Gromacs with PLUMED Demo

Prepare the molecule for MD

  • Acquire a PDB file frome the protein database.
  • Load gromacs/plumed module on ACISS
>>> module load gromacs/4.6.1p
  • Generate these initial files using Gromacs:

    • Topology file
    • A position restraint file (posre.itp)

      • We will use this later
    • A post-processed structure file

>>> pdb2gmx_mpi_d -f .pdb -o _processed.gro -water spce
  • Choose a force-field (usually 5)
Select the Force Field: From '/usr/local/gromacs/share/gromacs/top': 1: AMBER03 force field (Duan et al., J. Comp. Chem. 24, 1999-2012, 2003) 2: AMBER94 force field (Cornell et al., JACS 117, 5179-5197, 1995) 3: AMBER96 force field (Kollman et al., Acc. Chem. Res. 29, 461-469, 1996) 4: AMBER99 force field (Wang et al., J. Comp. Chem. 21, 1049-1074, 2000) 5: AMBER99SB force field (Hornak et al., Proteins 65, 712-725, 2006) 6: AMBER99SB-ILDN force field (Lindorff-Larsen et al., Proteins 78, 1950-58, 2010) 7: AMBERGS force field (Garcia & Sanbonmatsu, PNAS 99, 2782-2787, 2002) 8: CHARMM27 all-atom force field (with CMAP) - version 2.0 9: GROMOS96 43a1 force field 10: GROMOS96 43a2 force field (improved alkane dihedrals) 11: GROMOS96 45a3 force field (Schuler JCC 2001 22 1205) 12: GROMOS96 53a5 force field (JCC 2004 vol 25 pag 1656) 13: GROMOS96 53a6 force field (JCC 2004 vol 25 pag 1656) 14: OPLS-AA/L all-atom force field (2001 aminoacid dihedrals) 15: [DEPRECATED] Encad all-atom force field, using full solvent charges 16: [DEPRECATED] Encad all-atom force field, using scaled-down vacuum charges 17: [DEPRECATED] Gromacs force field (see manual) 18: [DEPRECATED] Gromacs force field with hydrogens for NMR

Solvation

Two steps to defining a box and filling it with solvent.

  1. Define the box dimensions.
  2. Fill the box with water.
>>> editconf_mpi_d -f _processed.gro -o _newbox.gro -c -d 1.0 -bt cubic

The above command centers the protein in the box (-c), and places it at least 1.0 nm from the box edge (-d 1.0). The box type is defined as a cube (-bt cubic).

>>> genbox_mpi_d -cp _newbox.gro -cs spc216.gro -o _solv.gro -p topol.top
  • The configuration of the protein (-cp) is contained in the output of the previous editconf step, and the configuration of the solvent (-cs) is part of the standard GROMACS installation.
  • The output is called < name >_solv.gro, and we tell genbox the name of the topology file (topol.top) so it can be modified.

Add ions

We now have a solvated system that contains a charged protein. Look at the last line of your [ atoms ] directive in topol.top; it should read (in part) "qtot #" (# stands for the total charge).

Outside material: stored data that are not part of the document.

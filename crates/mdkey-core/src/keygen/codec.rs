//! The composite key codec.
//!
//! A [`KeyCodec`] wraps a shared, immutable [`KeyLayout`] and converts between
//! ordinal vectors and packed keys. It holds no mutable state, so one instance
//! can be cloned freely and used from any number of threads at once.
//!
//! Keys sort as unsigned byte strings in dimension-major order: comparing two
//! keys with `<` on `&[u8]` orders them by the first dimension's ordinal, then
//! the second, and so on.

use std::cmp::Ordering;
use std::ops::RangeInclusive;
use std::sync::Arc;

use super::layout::KeyLayout;
use super::plan::{plan, plan_grouped, BitPlan, PlanMode};
use super::split::ColumnSplit;
use crate::error::KeyError;

/// Encodes and decodes composite keys for one layout.
#[derive(Debug, Clone, PartialEq, Eq)]
pub struct KeyCodec {
    layout: Arc<KeyLayout>,
}

impl KeyCodec {
    /// Creates a codec over a layout.
    #[must_use]
    pub fn new(layout: KeyLayout) -> Self {
        Self { layout: Arc::new(layout) }
    }

    /// Creates a codec over a plan.
    #[must_use]
    pub fn from_plan(plan: &BitPlan) -> Self {
        Self::new(KeyLayout::from_plan(plan))
    }

    /// Plans and lays out a flat key for `cardinalities`.
    ///
    /// # Errors
    ///
    /// Returns [`KeyError::InvalidCardinality`] if any cardinality is zero.
    pub fn from_cardinalities(cardinalities: &[u64], mode: PlanMode) -> Result<Self, KeyError> {
        Ok(Self::from_plan(&plan(cardinalities, mode)?))
    }

    /// Plans and lays out a block-aligned key for `cardinalities`.
    ///
    /// # Errors
    ///
    /// Returns [`KeyError::InvalidCardinality`] if any cardinality is zero, or
    /// [`KeyError::SplitMismatch`] if the split does not cover every dimension.
    pub fn from_column_split(
        cardinalities: &[u64],
        split: &ColumnSplit,
        mode: PlanMode,
    ) -> Result<Self, KeyError> {
        Ok(Self::from_plan(&plan_grouped(cardinalities, split, mode)?))
    }

    /// Lays out a key from bit widths the caller already holds.
    ///
    /// # Errors
    ///
    /// Returns [`KeyError::BitWidthTooLarge`] if a width exceeds 64, or
    /// [`KeyError::SplitMismatch`] if the split does not cover every dimension.
    pub fn from_bit_widths(
        bit_widths: &[u32],
        split: Option<&ColumnSplit>,
    ) -> Result<Self, KeyError> {
        Ok(Self::new(KeyLayout::align(bit_widths, split)?))
    }

    /// Returns the layout.
    #[inline]
    #[must_use]
    pub fn layout(&self) -> &KeyLayout {
        &self.layout
    }

    /// Returns the packed key length in bytes.
    #[inline]
    #[must_use]
    pub fn key_len(&self) -> usize {
        self.layout.key_len()
    }

    /// Returns the number of dimensions.
    #[inline]
    #[must_use]
    pub fn dimension_count(&self) -> usize {
        self.layout.dimension_count()
    }

    /// Encodes an ordinal vector into a new key.
    ///
    /// Unused trailing bits are zero.
    ///
    /// # Errors
    ///
    /// Returns [`KeyError::DimensionCountMismatch`] if `ordinals` has the wrong
    /// length, or [`KeyError::OrdinalOutOfRange`] naming the first ordinal that
    /// does not fit its dimension.
    pub fn encode(&self, ordinals: &[u64]) -> Result<Vec<u8>, KeyError> {
        let mut key = Vec::with_capacity(self.key_len());
        self.encode_to(ordinals, &mut key)?;
        Ok(key)
    }

    /// Encodes an ordinal vector and appends the key to `buf`.
    ///
    /// `buf` is left untouched on error.
    ///
    /// # Errors
    ///
    /// Same as [`KeyCodec::encode`].
    pub fn encode_to(&self, ordinals: &[u64], buf: &mut Vec<u8>) -> Result<(), KeyError> {
        self.check_arity(ordinals)?;
        self.layout.check_ordinals(ordinals)?;

        let start = buf.len();
        buf.resize(start + self.key_len(), 0);
        self.layout.pack(ordinals, &mut buf[start..]);
        Ok(())
    }

    /// Decodes a key into its ordinal vector.
    ///
    /// # Errors
    ///
    /// Returns [`KeyError::KeyLengthMismatch`] if `key` is not exactly
    /// [`KeyCodec::key_len`] bytes.
    pub fn decode(&self, key: &[u8]) -> Result<Vec<u64>, KeyError> {
        self.check_key(key)?;
        Ok((0..self.dimension_count()).map(|dim| self.layout.unpack(key, dim)).collect())
    }

    /// Decodes a single dimension without rebuilding the whole vector.
    ///
    /// # Errors
    ///
    /// Returns [`KeyError::KeyLengthMismatch`] if `key` has the wrong length,
    /// or [`KeyError::DimensionIndexOutOfRange`] if `dimension` is not in the
    /// layout.
    pub fn decode_one(&self, key: &[u8], dimension: usize) -> Result<u64, KeyError> {
        self.check_key(key)?;
        self.check_dimension(dimension)?;
        Ok(self.layout.unpack(key, dimension))
    }

    /// Compares two keys of this layout.
    ///
    /// Plain unsigned byte order, which is dimension-major ordinal order.
    #[inline]
    #[must_use]
    pub fn compare(&self, a: &[u8], b: &[u8]) -> Ordering {
        a.cmp(b)
    }

    /// Returns a copy of `key` that keeps only the listed dimensions.
    ///
    /// Every other dimension is reset to ordinal 0, so the result is still a
    /// valid key of this layout.
    ///
    /// # Errors
    ///
    /// Returns [`KeyError::KeyLengthMismatch`] if `key` has the wrong length,
    /// or [`KeyError::DimensionIndexOutOfRange`] for an unknown dimension.
    pub fn mask_key(&self, key: &[u8], dimensions: &[usize]) -> Result<Vec<u8>, KeyError> {
        self.check_key(key)?;
        let mut ordinals = vec![0u64; self.dimension_count()];
        for &dim in dimensions {
            self.check_dimension(dim)?;
            ordinals[dim] = self.layout.unpack(key, dim);
        }

        let mut masked = vec![0u8; self.key_len()];
        self.layout.pack(&ordinals, &mut masked);
        Ok(masked)
    }

    /// Returns the inclusive key range holding every key that starts with
    /// `prefix`.
    ///
    /// The low bound pads the prefix with ordinal 0, the high bound with each
    /// remaining dimension's largest ordinal. An empty prefix spans the whole
    /// key space.
    ///
    /// # Errors
    ///
    /// Returns [`KeyError::DimensionCountMismatch`] if the prefix is longer
    /// than the key, or [`KeyError::OrdinalOutOfRange`] for an ordinal that
    /// does not fit its dimension.
    pub fn prefix_range(&self, prefix: &[u64]) -> Result<RangeInclusive<Vec<u8>>, KeyError> {
        self.layout.check_ordinals(prefix)?;

        let mut low = prefix.to_vec();
        low.resize(self.dimension_count(), 0);
        let mut high = prefix.to_vec();
        high.extend(self.layout.max_ordinals().skip(prefix.len()));

        let mut low_key = vec![0u8; self.key_len()];
        let mut high_key = vec![0u8; self.key_len()];
        self.layout.pack(&low, &mut low_key);
        self.layout.pack(&high, &mut high_key);
        Ok(low_key..=high_key)
    }

    fn check_arity(&self, ordinals: &[u64]) -> Result<(), KeyError> {
        if ordinals.len() == self.dimension_count() {
            Ok(())
        } else {
            Err(KeyError::DimensionCountMismatch {
                expected: self.dimension_count(),
                actual: ordinals.len(),
            })
        }
    }

    fn check_key(&self, key: &[u8]) -> Result<(), KeyError> {
        if key.len() == self.key_len() {
            Ok(())
        } else {
            Err(KeyError::key_length(self.key_len(), key.len()))
        }
    }

    fn check_dimension(&self, dimension: usize) -> Result<(), KeyError> {
        if dimension < self.dimension_count() {
            Ok(())
        } else {
            Err(KeyError::dimension_index(dimension, self.dimension_count()))
        }
    }
}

grompp processes the coordinate file and topology (which describes the molecules) to generate an atomic-level input (.tpr). The .tpr file contains all the parameters for all of the atoms in the system.

To produce a .tpr file with grompp, we will need an additional input file, with the extension .mdp (molecular dynamics parameter file); grompp will assemble the parameters specified in the .mdp file with the coordinates and topology information to generate a .tpr file.

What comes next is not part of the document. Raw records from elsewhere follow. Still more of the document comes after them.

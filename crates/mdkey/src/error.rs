//! Error types for the key generator factory.
//!
//! This module provides the [`enum@Error`] type returned by the factory and its
//! configuration.

use mdkey_core::KeyError;
use thiserror::Error;

/// Errors that can occur when building key generators.
#[derive(Debug, Error)]
pub enum Error {
    /// A configuration error occurred.
    #[error("configuration error: {0}")]
    Config(String),

    /// The schema could not be turned into a key layout.
    #[error("key error: {0}")]
    Key(#[from] KeyError),
}

/// Result type for factory operations.
pub type Result<T> = std::result::Result<T, Error>;
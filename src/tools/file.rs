//! Positional file I/O helpers.
//!
//! All record I/O goes through `pread`/`pwrite` so that concurrent
//! readers never depend on a shared file cursor. Short transfers are
//! retried until the full count is done, mirroring the usual
//! read-loop discipline for regular files.

use std::fs::File;
use std::io;
use std::os::unix::io::AsRawFd;
use std::path::Path;

use nix::sys::uio::{pread, pwrite};

/// Map a nix error onto `std::io::Error`, preserving the errno.
pub fn nix_to_io(err: nix::Error) -> io::Error {
    match err.as_errno() {
        Some(errno) => io::Error::from_raw_os_error(errno as i32),
        None => io::Error::new(io::ErrorKind::Other, err.to_string()),
    }
}

/// Read exactly `buf.len()` bytes at `offset`.
pub fn read_all_at(file: &File, buf: &mut [u8], offset: u64) -> io::Result<()> {
    let fd = file.as_raw_fd();
    let mut done = 0usize;
    while done < buf.len() {
        let count = pread(fd, &mut buf[done..], (offset + done as u64) as libc::off_t)
            .map_err(nix_to_io)?;
        if count == 0 {
            return Err(io::Error::new(
                io::ErrorKind::UnexpectedEof,
                format!("short read at offset {}", offset + done as u64),
            ));
        }
        done += count;
    }
    Ok(())
}

/// Write all of `buf` at `offset`.
pub fn write_all_at(file: &File, buf: &[u8], offset: u64) -> io::Result<()> {
    let fd = file.as_raw_fd();
    let mut done = 0usize;
    while done < buf.len() {
        let count = pwrite(fd, &buf[done..], (offset + done as u64) as libc::off_t)
            .map_err(nix_to_io)?;
        if count == 0 {
            return Err(io::Error::new(io::ErrorKind::WriteZero, "pwrite returned 0"));
        }
        done += count;
    }
    Ok(())
}

/// Copy `len` bytes from `src` at `src_offset` to `dst` at `dst_offset`.
pub fn copy_range(
    src: &File,
    src_offset: u64,
    dst: &File,
    dst_offset: u64,
    len: u64,
) -> io::Result<()> {
    const COPY_BUFFER_SIZE: u64 = 1024 * 1024;

    let mut buf = vec![0u8; COPY_BUFFER_SIZE.min(len.max(1)) as usize];
    let mut done = 0u64;
    while done < len {
        let step = COPY_BUFFER_SIZE.min(len - done) as usize;
        read_all_at(src, &mut buf[..step], src_offset + done)?;
        write_all_at(dst, &buf[..step], dst_offset + done)?;
        done += step as u64;
    }
    Ok(())
}

/// Current length of an open file.
pub fn file_size(file: &File) -> io::Result<u64> {
    Ok(file.metadata()?.len())
}

/// Flush file data and metadata to stable storage.
pub fn fsync(file: &File) -> io::Result<()> {
    nix::unistd::fsync(file.as_raw_fd()).map_err(nix_to_io)
}

/// Preferred record alignment for files below `path`.
///
/// The smaller of the filesystem block size and 4096; 4096 when the
/// filesystem cannot be queried.
pub fn io_alignment<P: AsRef<Path>>(path: P) -> u64 {
    const MAX_ALIGNMENT: u64 = 4096;

    match nix::sys::statvfs::statvfs(path.as_ref()) {
        Ok(stat) => {
            let bsize = stat.block_size() as u64;
            if bsize == 0 {
                MAX_ALIGNMENT
            } else {
                bsize.min(MAX_ALIGNMENT)
            }
        }
        Err(_) => MAX_ALIGNMENT,
    }
}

(An example .mdp file can be downloaded here)

  • Assemble the .tpr file.
>>> grompp_mpi_d -f ions.mdp -c _solv.gro -p topol.top -o ions.tpr
  • Generate ions in our box.

    When prompted, choose group 13 "SOL" for embedding ions. You do not want to replace parts of your protein with ions.

>>> genion_mpi_d -s ions.tpr -o _solv_ions.gro -p topol.top -pname NA -nname CL -nn 8

In the genion command, we provide the structure/state file (-s) as input, generate a .gro file as output (-o), process the topology (-p) to reflect the removal of water molecules and addition of ions, define positive and negative ion names (-pname and -nname, respectively), and tell genion to add only the ions necessary to neutralize the net charge on the protein by adding the correct number of negative ions (-nn 8).

Energy Minimization

Use an energy minimization .mdp file for this pre-processing. (found here)

>>> grompp_mpi_d -f minim.mdp -c _solv_ions.gro -p topol.top -o em.tpr

Now run the energy minimization.

>>> mdrun_mpi_d -v -deffnm em

The -v flag is for the impatient: it makes mdrun verbose, such that it prints its progress to the screen at every step. The -deffnm flag will define the file names of the input and output. So, if you did not name your grompp output "em.tpr," you will have to explicitly specify its name with the mdrun -s flag. In our case, we will get the following files:

- em.log: ASCII-text log file of the EM process
- em.edr: Binary energy file
- em.trr: Binary full-precision trajectory
- em.gro: Energy-minimized structure

NOTE: To check if the energy is minimized

Type 10 0 at the prompt after entering the following on the command line. Then plot the xvg file.

>>> g_energy_d -f em.edr -o potential.xvg

Equilibration

We need to make sure the structure/geometry is reasonable. Use the .itp file from above to make sure the protein's structure doesn't change.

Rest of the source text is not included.